Nun kommt es aber noch dicker. Wurde früher zumindest dem Anspruch nach 
noch ein Existenzminimum abgesichert, so sind Erwerbslose heute in der 
öffentlichen Wahrnehmung nur noch ein Kostenfaktor, den es zu begrenzen 
gilt. Den vermeintlichen Arbeitsscheuen wird die Schuld an den steigenden 
Sozialversicherungskosten in die Schuhe geschoben, diese Lohnnebenkosten 
aber seien zum Wohle des "Standort Deutschland" abzusenken. Schuld seien 
schlicht die Erwerbslosen selbst, heißt es, weil sie zu unflexibel seien, 
zu schlecht ausgebildet, oder gar zu faul und somit das soziale Netz 
missbrauchen. Die neue Spezies des "Sozialschmarotzers" ward geboren. Dem 
soll jetzt mit einem Mehr an Eigenverantwortung und lebenslänglicher 
Weiterqualifizierung und einem Weniger an unverfrorener Anspruchshaltung an 
die Arbeitsbedingungen entgegen gewirkt werden. Die Maßstäbe der so 
genannten Zumutbarkeit werden immer weiter nach unten korrigiert.

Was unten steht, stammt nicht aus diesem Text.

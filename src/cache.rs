//! Same-day cache of generated drafts.
//!
//! A draft is keyed by the calendar day, the category id and the sorted
//! headline titles, so re-running the pipeline on the same news within a
//! day does not spend another generative call. Entries are plain JSON files:
//!
//! ```text
//! cache_dir/
//! └── 3f9a1c0b7d2e.json   # {"cached_date": ..., "cached_at": ..., "article": {...}}
//! ```
//!
//! The cache is an optimization only. Unreadable or stale entries count as
//! misses, and concurrent runs simply overwrite each other.

use chrono::{Local, NaiveDate};
use sha2::{Digest, Sha256};
use std::path::PathBuf;
use tokio::fs;
use tracing::{debug, info, instrument, warn};

use crate::models::{ArticleDraft, CacheEntry, HeadlineItem};

/// Headline titles that contribute to a key.
const KEY_TITLES: usize = 10;
/// Hex characters kept from the digest.
const KEY_HEX_LEN: usize = 12;

/// Compute the cache key for a day, category and headline set.
///
/// Titles are sorted before truncation, so the order headlines arrive in
/// does not matter.
pub fn cache_key(date: NaiveDate, category: &str, headlines: &[HeadlineItem]) -> String {
    let mut titles: Vec<&str> = headlines.iter().map(|h| h.title.as_str()).collect();
    titles.sort_unstable();
    titles.truncate(KEY_TITLES);

    let mut hasher = Sha256::new();
    hasher.update(date.to_string().as_bytes());
    hasher.update(b"\x1f");
    hasher.update(category.as_bytes());
    for title in titles {
        hasher.update(b"\x1f");
        hasher.update(title.as_bytes());
    }
    let mut key = hex::encode(hasher.finalize());
    key.truncate(KEY_HEX_LEN);
    key
}

/// Directory-backed draft cache.
#[derive(Debug, Clone)]
pub struct DraftCache {
    dir: PathBuf,
}

impl DraftCache {
    pub fn new(dir: impl Into<PathBuf>) -> Self {
        Self { dir: dir.into() }
    }

    fn path_for(&self, key: &str) -> PathBuf {
        self.dir.join(format!("{key}.json"))
    }

    /// Return the cached draft if one was stored under `key` on `today`.
    #[instrument(level = "info", skip(self))]
    pub async fn get(&self, key: &str, today: NaiveDate) -> Option<ArticleDraft> {
        let path = self.path_for(key);
        let bytes = match fs::read(&path).await {
            Ok(bytes) => bytes,
            Err(e) => {
                debug!(path = %path.display(), error = %e, "Cache miss");
                return None;
            }
        };
        let entry: CacheEntry = match serde_json::from_slice(&bytes) {
            Ok(entry) => entry,
            Err(e) => {
                warn!(path = %path.display(), error = %e, "Ignoring unreadable cache entry");
                return None;
            }
        };
        if entry.cached_date != today {
            debug!(cached_date = %entry.cached_date, %today, "Cache entry is stale");
            return None;
        }
        info!(cached_at = %entry.cached_at, "Cache hit");
        Some(entry.article)
    }

    /// Store `article` under `key` for `today`. Failures are logged, not
    /// returned.
    #[instrument(level = "info", skip(self, article))]
    pub async fn put(&self, key: &str, today: NaiveDate, article: &ArticleDraft) {
        let entry = CacheEntry {
            cached_date: today,
            cached_at: Local::now().to_rfc3339(),
            article: article.clone(),
        };
        let path = self.path_for(key);
        let result = async {
            fs::create_dir_all(&self.dir).await?;
            let json = serde_json::to_vec_pretty(&entry)?;
            fs::write(&path, json).await?;
            Ok::<_, Box<dyn std::error::Error>>(())
        }
        .await;

        match result {
            Ok(()) => info!(path = %path.display(), "Cached draft"),
            Err(e) => warn!(path = %path.display(), error = %e, "Failed to write cache entry"),
        }
    }
}

#[cfg(test)]
mod tests {
    use super::*;

    fn headline(title: &str) -> HeadlineItem {
        HeadlineItem {
            title: title.to_string(),
            source: "S".to_string(),
            locale: "ko-KR".to_string(),
        }
    }

    fn day(d: u32) -> NaiveDate {
        NaiveDate::from_ymd_opt(2026, 10, d).unwrap()
    }

    #[test]
    fn test_key_is_order_independent() {
        let a = [headline("b"), headline("a")];
        let b = [headline("a"), headline("b")];
        assert_eq!(cache_key(day(17), "ai", &a), cache_key(day(17), "ai", &b));
        assert_eq!(cache_key(day(17), "ai", &a).len(), KEY_HEX_LEN);
        assert!(cache_key(day(17), "ai", &a).chars().all(|c| c.is_ascii_hexdigit()));
    }

    #[test]
    fn test_key_depends_on_day_and_category() {
        let h = [headline("a")];
        let base = cache_key(day(17), "ai", &h);
        assert_ne!(base, cache_key(day(18), "ai", &h));
        assert_ne!(base, cache_key(day(17), "tech", &h));
    }

    #[test]
    fn test_key_uses_first_ten_sorted_titles() {
        let ten: Vec<_> = (0..10).map(|i| headline(&format!("t{i}"))).collect();
        let mut eleven = ten.clone();
        eleven.push(headline("z-late"));
        assert_eq!(cache_key(day(17), "ai", &ten), cache_key(day(17), "ai", &eleven));
    }

    #[tokio::test]
    async fn test_put_then_get_same_day() {
        let tmp = tempfile::tempdir().unwrap();
        let cache = DraftCache::new(tmp.path().join("cache"));
        let draft = ArticleDraft::new("제목", "<p>본문</p>");

        cache.put("abc", day(17), &draft).await;
        assert_eq!(cache.get("abc", day(17)).await, Some(draft));
    }

    #[tokio::test]
    async fn test_entry_from_yesterday_is_a_miss() {
        let tmp = tempfile::tempdir().unwrap();
        let cache = DraftCache::new(tmp.path());
        cache.put("abc", day(17), &ArticleDraft::new("t", "c")).await;
        assert_eq!(cache.get("abc", day(18)).await, None);
    }

    #[tokio::test]
    async fn test_corrupt_entry_is_a_miss() {
        let tmp = tempfile::tempdir().unwrap();
        let cache = DraftCache::new(tmp.path());
        std::fs::write(tmp.path().join("abc.json"), "{not json").unwrap();
        assert_eq!(cache.get("abc", day(17)).await, None);
        assert_eq!(cache.get("missing", day(17)).await, None);
    }

    #[tokio::test]
    async fn test_entry_file_format() {
        let tmp = tempfile::tempdir().unwrap();
        let cache = DraftCache::new(tmp.path());
        cache.put("abc", day(17), &ArticleDraft::new("t", "c")).await;
        let raw: serde_json::Value =
            serde_json::from_str(&std::fs::read_to_string(tmp.path().join("abc.json")).unwrap())
                .unwrap();
        assert_eq!(raw["cached_date"], "2026-10-17");
        assert!(raw["cached_at"].is_string());
        assert_eq!(raw["article"]["title"], "t");
    }
}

Die 
besonders Mutigen sollen überdies im kalten Wasser der Selbstständigkeit 
das Schwimmen lernen, um alsbald in aufstrebenden Gründerunternehmen viele 
neue schöne Arbeitsplätze zu schaffen. Besondere Hoffnungen richten sich 
dabei auf die Start-ups der Internetökonomie, auf den ausufernden 
Marketingbereich und ganz allgemein auf jegliche Dienstleistungen zum 
zweifelhaften Wohle von wem auch immer. Das wirklich Schöne an diesen ach 
so neuen Arbeitsplätzen aber sind die neuen Formen der Arbeitsverhältnisse, 
die keine Fesseln von Branchentarifverträgen mehr kennen, die die Idee des 
bezahlten Urlaubs für obsolet erklären. Alles ist so herrlich flexibel, da 
sind ruhig auch mal Arbeitszeiten von 7 Tagen die Woche drin, und wer sich 
gebraucht fühlt, kann auch bis zu 80 Wochenstunden ranklotzen. Zur 
Belohnung werden dann alle Eigentümer ihrer Unternehmen, dann arbeitet es 
sich noch besser.

Wer da nicht freiwillig mit macht, für den halten Arbeits- und Sozialämter 
dann die richtigen Mittel bereit: Fortbildung und Umschlungen, auch 
Arbeitsangebote, die nur ein Einkommen in der Höhe der Arbeitslosenhilfe 
versprechen (ungefähr 1000 DM im Monat), sind mit der gebührlichen 
Dankbarkeit entgegen zu nehmen. Die Reihe der arbeitsmarktpolitischen 
Segnungen ließe sich noch lange fortsetzen. So kommt es dann auch zu den 
netten Fortbildungen zum/zur Call-Center-AgentIn. Bei einer zweijährigen 
Ausbildung, inklusive zweier Praktika von 6 Monaten ­ unbezahlt, versteht 
sich. So bekommen die allseits subventionierten Betriebe auch gleich noch 
ein paar unbezahlte Arbeitskräfte dazu.

Wir wollen mit Betroffenen der ABM-Ökonomie, aber auch mit Vertretern von 
Bildungseinrichtungen sowie mit AgentInnen aus Call Centern über den Sinn 
und Unsinn solcher Maßnahmen diskutieren. Wir wollen einschlägige 
Erfahrungen zusammentragen. Was bringt das alles den Menschen in solchen 
Maßnahmen? Was haben die AgentInnen davon? Oder tragen vielleicht den 
meisten Nutzen nur die gut verdienenden Bildungseinrichtungen davon? Neben 
den Call-Center-Agenturen im Billiglohnsegment selbst natürlich.